** Input for this task follows **
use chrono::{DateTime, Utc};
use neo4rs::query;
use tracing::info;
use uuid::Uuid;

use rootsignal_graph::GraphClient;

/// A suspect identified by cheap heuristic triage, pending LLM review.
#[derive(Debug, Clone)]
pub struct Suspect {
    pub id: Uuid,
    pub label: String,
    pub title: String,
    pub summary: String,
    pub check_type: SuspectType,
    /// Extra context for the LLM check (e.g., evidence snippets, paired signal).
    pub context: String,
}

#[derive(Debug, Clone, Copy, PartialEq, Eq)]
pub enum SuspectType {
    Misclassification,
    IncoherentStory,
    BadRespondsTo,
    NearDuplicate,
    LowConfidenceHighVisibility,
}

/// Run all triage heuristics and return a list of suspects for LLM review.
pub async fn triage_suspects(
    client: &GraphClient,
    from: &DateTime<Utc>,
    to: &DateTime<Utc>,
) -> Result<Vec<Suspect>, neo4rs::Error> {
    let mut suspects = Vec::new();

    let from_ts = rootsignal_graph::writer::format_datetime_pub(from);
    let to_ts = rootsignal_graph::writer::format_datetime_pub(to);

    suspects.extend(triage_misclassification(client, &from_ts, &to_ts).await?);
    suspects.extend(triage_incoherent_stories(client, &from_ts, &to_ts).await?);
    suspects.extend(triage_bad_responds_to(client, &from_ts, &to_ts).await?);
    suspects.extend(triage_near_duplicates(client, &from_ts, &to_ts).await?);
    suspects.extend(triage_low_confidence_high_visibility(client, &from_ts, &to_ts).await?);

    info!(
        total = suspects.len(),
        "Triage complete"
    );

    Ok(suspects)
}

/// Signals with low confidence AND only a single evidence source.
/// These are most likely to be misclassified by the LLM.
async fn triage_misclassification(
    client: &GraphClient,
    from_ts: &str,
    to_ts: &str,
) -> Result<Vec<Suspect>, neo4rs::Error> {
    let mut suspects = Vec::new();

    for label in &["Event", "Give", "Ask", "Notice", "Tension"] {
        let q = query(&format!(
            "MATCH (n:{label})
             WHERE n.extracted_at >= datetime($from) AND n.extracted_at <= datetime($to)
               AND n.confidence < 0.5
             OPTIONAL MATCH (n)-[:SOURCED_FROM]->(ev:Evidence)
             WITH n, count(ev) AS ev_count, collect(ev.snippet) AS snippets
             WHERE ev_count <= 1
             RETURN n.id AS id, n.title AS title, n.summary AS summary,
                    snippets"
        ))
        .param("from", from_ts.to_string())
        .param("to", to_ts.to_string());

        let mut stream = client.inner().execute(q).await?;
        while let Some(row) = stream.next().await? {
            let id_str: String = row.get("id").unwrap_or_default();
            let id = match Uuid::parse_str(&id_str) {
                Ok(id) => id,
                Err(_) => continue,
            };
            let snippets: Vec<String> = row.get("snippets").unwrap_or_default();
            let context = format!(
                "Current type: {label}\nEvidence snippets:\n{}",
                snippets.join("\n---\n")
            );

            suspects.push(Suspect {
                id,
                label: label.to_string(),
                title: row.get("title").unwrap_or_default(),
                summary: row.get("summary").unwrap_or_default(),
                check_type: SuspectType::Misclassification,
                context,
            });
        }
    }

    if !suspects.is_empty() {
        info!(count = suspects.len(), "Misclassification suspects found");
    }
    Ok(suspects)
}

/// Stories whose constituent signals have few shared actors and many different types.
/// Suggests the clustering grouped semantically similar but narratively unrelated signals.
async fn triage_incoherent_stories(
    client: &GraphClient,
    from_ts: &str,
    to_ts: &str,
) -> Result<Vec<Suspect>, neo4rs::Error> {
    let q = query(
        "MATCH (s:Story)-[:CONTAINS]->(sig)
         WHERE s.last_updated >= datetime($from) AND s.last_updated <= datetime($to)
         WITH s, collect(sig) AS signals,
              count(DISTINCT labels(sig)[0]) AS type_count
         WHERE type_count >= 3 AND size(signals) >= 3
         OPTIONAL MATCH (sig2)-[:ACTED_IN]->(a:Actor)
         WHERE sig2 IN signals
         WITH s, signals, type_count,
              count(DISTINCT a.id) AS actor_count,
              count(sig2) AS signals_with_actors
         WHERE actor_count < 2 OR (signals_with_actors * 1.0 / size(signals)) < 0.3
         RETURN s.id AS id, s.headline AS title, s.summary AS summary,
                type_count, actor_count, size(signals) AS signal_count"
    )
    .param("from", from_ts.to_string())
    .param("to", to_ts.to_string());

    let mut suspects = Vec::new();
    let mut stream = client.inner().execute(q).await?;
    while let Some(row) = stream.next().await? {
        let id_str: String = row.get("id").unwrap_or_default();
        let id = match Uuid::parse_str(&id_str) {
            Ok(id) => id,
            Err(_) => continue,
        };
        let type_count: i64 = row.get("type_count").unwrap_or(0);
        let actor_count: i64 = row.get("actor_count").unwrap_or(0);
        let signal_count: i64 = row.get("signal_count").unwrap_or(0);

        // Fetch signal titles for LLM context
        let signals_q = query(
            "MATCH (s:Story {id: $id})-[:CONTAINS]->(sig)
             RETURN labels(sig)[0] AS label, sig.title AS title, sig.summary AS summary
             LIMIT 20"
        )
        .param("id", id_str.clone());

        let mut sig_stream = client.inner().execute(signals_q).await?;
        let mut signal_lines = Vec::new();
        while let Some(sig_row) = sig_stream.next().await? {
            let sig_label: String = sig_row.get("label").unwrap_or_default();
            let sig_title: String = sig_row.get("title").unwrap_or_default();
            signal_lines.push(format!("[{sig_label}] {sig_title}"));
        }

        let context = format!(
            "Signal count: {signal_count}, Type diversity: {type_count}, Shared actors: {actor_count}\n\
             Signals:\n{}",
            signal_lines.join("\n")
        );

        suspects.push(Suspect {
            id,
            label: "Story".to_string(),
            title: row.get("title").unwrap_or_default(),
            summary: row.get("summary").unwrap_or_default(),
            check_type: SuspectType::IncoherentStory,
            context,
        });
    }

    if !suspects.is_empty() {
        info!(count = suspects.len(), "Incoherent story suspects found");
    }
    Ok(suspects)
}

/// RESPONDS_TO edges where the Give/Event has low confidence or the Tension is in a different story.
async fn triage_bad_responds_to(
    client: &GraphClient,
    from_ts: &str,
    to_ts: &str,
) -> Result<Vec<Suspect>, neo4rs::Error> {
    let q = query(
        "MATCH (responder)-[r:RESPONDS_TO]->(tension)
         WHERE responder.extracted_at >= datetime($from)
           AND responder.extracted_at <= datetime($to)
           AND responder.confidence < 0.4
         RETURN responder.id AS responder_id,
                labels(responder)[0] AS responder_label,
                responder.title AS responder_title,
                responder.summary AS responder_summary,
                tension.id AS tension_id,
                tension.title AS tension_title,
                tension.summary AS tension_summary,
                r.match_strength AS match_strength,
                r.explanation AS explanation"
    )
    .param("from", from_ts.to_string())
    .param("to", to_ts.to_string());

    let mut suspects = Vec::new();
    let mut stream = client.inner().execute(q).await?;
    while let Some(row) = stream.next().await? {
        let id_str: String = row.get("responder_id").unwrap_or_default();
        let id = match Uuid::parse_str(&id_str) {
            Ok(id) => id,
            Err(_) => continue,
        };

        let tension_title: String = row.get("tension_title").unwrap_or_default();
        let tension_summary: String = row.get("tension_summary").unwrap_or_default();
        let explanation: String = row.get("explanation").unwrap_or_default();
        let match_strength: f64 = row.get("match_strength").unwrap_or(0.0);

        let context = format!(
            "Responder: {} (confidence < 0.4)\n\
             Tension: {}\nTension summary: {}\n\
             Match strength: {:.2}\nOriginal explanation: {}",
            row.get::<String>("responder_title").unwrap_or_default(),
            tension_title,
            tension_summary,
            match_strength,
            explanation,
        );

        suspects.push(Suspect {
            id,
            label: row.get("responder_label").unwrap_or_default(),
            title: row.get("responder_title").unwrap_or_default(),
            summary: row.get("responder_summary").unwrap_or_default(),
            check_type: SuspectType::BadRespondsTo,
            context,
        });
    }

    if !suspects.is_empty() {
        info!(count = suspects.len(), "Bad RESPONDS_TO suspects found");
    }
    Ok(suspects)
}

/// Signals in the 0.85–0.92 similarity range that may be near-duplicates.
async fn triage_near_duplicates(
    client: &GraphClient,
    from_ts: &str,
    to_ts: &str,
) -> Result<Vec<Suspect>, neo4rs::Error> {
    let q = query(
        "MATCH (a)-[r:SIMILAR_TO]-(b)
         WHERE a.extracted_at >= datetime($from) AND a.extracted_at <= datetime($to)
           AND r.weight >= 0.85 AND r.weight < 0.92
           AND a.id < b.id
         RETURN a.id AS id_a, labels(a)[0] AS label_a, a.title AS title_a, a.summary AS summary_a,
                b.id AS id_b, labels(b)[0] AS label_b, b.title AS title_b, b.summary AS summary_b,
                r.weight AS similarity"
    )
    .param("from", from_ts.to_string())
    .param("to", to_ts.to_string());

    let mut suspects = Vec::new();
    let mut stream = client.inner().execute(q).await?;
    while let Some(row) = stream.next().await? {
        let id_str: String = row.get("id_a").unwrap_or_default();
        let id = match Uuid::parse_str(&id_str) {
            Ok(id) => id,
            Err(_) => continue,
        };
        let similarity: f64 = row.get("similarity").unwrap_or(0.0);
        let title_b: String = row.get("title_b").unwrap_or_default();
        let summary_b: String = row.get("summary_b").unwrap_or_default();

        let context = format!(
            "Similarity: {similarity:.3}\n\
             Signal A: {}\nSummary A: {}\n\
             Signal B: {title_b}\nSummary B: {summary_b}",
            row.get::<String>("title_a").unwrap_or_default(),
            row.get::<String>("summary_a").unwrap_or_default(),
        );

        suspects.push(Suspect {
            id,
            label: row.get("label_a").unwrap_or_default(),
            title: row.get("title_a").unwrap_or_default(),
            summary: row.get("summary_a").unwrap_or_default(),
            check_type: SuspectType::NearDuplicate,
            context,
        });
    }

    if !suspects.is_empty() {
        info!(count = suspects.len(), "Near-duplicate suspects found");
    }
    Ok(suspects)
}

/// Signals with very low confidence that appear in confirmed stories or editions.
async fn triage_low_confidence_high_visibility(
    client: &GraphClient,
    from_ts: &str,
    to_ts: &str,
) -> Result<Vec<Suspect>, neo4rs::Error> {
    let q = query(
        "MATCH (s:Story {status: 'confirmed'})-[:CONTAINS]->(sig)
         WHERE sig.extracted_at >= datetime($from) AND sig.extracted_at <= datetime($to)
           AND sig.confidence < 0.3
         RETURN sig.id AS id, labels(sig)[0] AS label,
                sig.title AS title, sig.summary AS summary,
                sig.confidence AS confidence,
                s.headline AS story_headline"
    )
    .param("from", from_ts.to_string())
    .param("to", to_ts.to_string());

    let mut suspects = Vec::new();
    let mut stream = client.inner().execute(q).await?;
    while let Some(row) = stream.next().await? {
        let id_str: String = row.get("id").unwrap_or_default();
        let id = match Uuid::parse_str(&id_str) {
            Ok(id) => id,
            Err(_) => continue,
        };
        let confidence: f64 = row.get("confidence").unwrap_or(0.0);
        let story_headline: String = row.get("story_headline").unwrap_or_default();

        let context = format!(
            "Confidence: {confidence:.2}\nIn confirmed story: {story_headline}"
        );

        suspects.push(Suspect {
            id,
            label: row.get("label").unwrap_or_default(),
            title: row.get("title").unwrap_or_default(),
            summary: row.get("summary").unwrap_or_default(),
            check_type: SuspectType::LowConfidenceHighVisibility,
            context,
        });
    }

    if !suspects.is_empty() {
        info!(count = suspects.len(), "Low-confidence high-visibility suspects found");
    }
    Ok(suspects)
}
** End of Input for this task **
Among the lines of the material, find those that hold the word "derive" and copy them.

> _Output of the task_:
#[derive(Debug, Clone)]
#[derive(Debug, Clone, Copy, PartialEq, Eq)]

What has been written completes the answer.